Pathologies of Difference: maps the ways medicine and race shaped the project of empire and traces the impact on perceptions of racial difference, disease and health today.

Map of the world from 1850 with regions of the British Empire demarcated in red.

Map of the world from 1850 with regions of the British Empire demarcated in red. Image Credit: John Bartholomew printed by A Fullerton & Co, British Empire throughout the world exhibited in one view, 1850, 26 x 49 cm, Library of Congress Geography and Map Division Washington, D.C. 20540-4650 dcu, http://hdl.loc.gov/loc.gmd/g5730.ct000158

This map unfurls the ‘world’ giving an all-encompassing view of the territories, and people, forced to belong to the British Empire. Maps like this collected and collated differences to make sense of space, presenting the world as a site of endless resources. Maps like these continue to shape our understanding and experience of space, the meanings we can envision about who we are, and how we got here. In this section we use the objects in the database to form another kind of map that interrogates our colonial histories, and acknowledges their present-day legacies. 

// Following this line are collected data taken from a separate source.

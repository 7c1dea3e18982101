//! Capture Interceptor: turns display calls inside the interpreter into
//! artifact files.
//!
//! Each producer is data: the library it needs and the hook source run in
//! the worker. A producer is activated only when a probe finds its library.
//! Hooks live in the session's own worker, so they never see another
//! session's calls.

use std::time::Duration;

use tracing::{debug, info, warn};

use crate::runtime::worker::{call_as, Interpreter, ProbeReply, WorkerFault, WorkerRequest};

/// A capability-gated artifact producer.
#[derive(Debug, Clone, PartialEq)]
pub struct CaptureProducer {
    pub name: &'static str,
    /// Import name probed before installing
    pub library: &'static str,
    /// Python source that installs the hook through `_sandbox_capture.hook`
    pub install: &'static str,
}

impl CaptureProducer {
    fn uninstall_source(&self) -> String {
        format!("_sandbox_capture.unhook({:?})\n", self.name)
    }
}

/// Saves every open figure, then calls the original `show` with warnings
/// silenced (Agg cannot display) and closes the figures.
const MATPLOTLIB_HOOK: &str = r#"
import warnings
import matplotlib
matplotlib.use("Agg")
import matplotlib.pyplot as plt

cap = _sandbox_capture

def show(*args, **kwargs):
    for num in plt.get_fignums():
        path = cap.artifact_path("images", "plot", ".png")
        plt.figure(num).savefig(path, dpi=150, bbox_inches="tight")
        cap.record(path, "matplotlib")
    with warnings.catch_warnings():
        warnings.simplefilter("ignore")
        result = original(*args, **kwargs)
    plt.close("all")
    return result

if not cap.is_hooked("matplotlib"):
    original = plt.show
    cap.hook("matplotlib", plt, "show", show)
"#;

/// Saves the image and stands in for the external viewer.
const PIL_HOOK: &str = r#"
from PIL import Image

cap = _sandbox_capture

def show(self, title=None, **kwargs):
    path = cap.artifact_path("images", "image", ".png")
    try:
        self.save(path)
    except (OSError, ValueError):
        self.convert("RGBA").save(path)
    cap.record(path, "pil")

if not cap.is_hooked("pil"):
    cap.hook("pil", Image.Image, "show", show)
"#;

pub fn builtin_producers() -> Vec<CaptureProducer> {
    vec![
        CaptureProducer {
            name: "matplotlib",
            library: "matplotlib",
            install: MATPLOTLIB_HOOK,
        },
        CaptureProducer {
            name: "pil",
            library: "PIL",
            install: PIL_HOOK,
        },
    ]
}

/// Install/uninstall lifecycle of the producers for one interpreter.
pub struct CaptureInterceptor {
    producers: Vec<CaptureProducer>,
    active: Vec<&'static str>,
    installed: bool,
    timeout: Duration,
}

impl CaptureInterceptor {
    pub fn new(producers: Vec<CaptureProducer>, timeout: Duration) -> Self {
        Self {
            producers,
            active: Vec::new(),
            installed: false,
            timeout,
        }
    }

    pub fn builtin(timeout: Duration) -> Self {
        Self::new(builtin_producers(), timeout)
    }

    /// Names of the producers currently hooked.
    pub fn active(&self) -> &[&'static str] {
        &self.active
    }

    /// Probes and hooks every producer whose library is present.
    /// Installing again is a no-op; a missing library is not an error.
    pub async fn install(&mut self, interpreter: &mut dyn Interpreter) -> Result<(), WorkerFault> {
        if self.installed {
            debug!("Capture already installed ({:?})", self.active);
            return Ok(());
        }
        for producer in &self.producers {
            let probe: ProbeReply = call_as(
                interpreter,
                &WorkerRequest::Probe {
                    library: producer.library.to_string(),
                },
                self.timeout,
            )
            .await?;
            if !probe.available {
                debug!("Capture producer {} skipped: {} not installed", producer.name, producer.library);
                continue;
            }
            let request = WorkerRequest::Hook {
                producer: producer.name.to_string(),
                code: producer.install.to_string(),
            };
            match interpreter.call(&request, self.timeout).await {
                Ok(_) => self.active.push(producer.name),
                // The library imports but the hook does not apply; keep going without it
                Err(WorkerFault::Failed(reason)) => {
                    warn!("Capture producer {} not installed: {reason}", producer.name)
                }
                Err(fault) => return Err(fault),
            }
        }
        self.installed = true;
        if !self.active.is_empty() {
            info!("Capture active: {}", self.active.join(", "));
        }
        Ok(())
    }

    /// Restores the original display functions.
    pub async fn uninstall(&mut self, interpreter: &mut dyn Interpreter) {
        if !self.installed {
            return;
        }
        if interpreter.is_running() {
            for name in self.active.iter().rev() {
                let Some(producer) = self.producers.iter().find(|p| p.name == *name) else {
                    continue;
                };
                let request = WorkerRequest::Hook {
                    producer: producer.name.to_string(),
                    code: producer.uninstall_source(),
                };
                if let Err(e) = interpreter.call(&request, self.timeout).await {
                    warn!("Failed to remove capture hook {name}: {e}");
                }
            }
        }
        self.reset();
    }

    /// Forgets installed hooks after the interpreter was replaced.
    pub fn reset(&mut self) {
        self.active.clear();
        self.installed = false;
    }
}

Medicine and Art History are connected by a reliance on the visual, but how we see is influenced by what we are able to, compelled or allowed to see. Black feminist scholars like Dorothy Roberts continue to remind us that “race is built into the foundation of medicine.” As we follow these conjunctions, we consider how meanings of race and processes of image-making mediated the practices of observation and interpretation that sustained (still sustain) the field of medicine. By tracing these intersections, we also make connections between different geographies and histories not usually brought together. This is the way we try to unmap the historical views we have been given, to create alternative viewing positions into our past, and into our futures.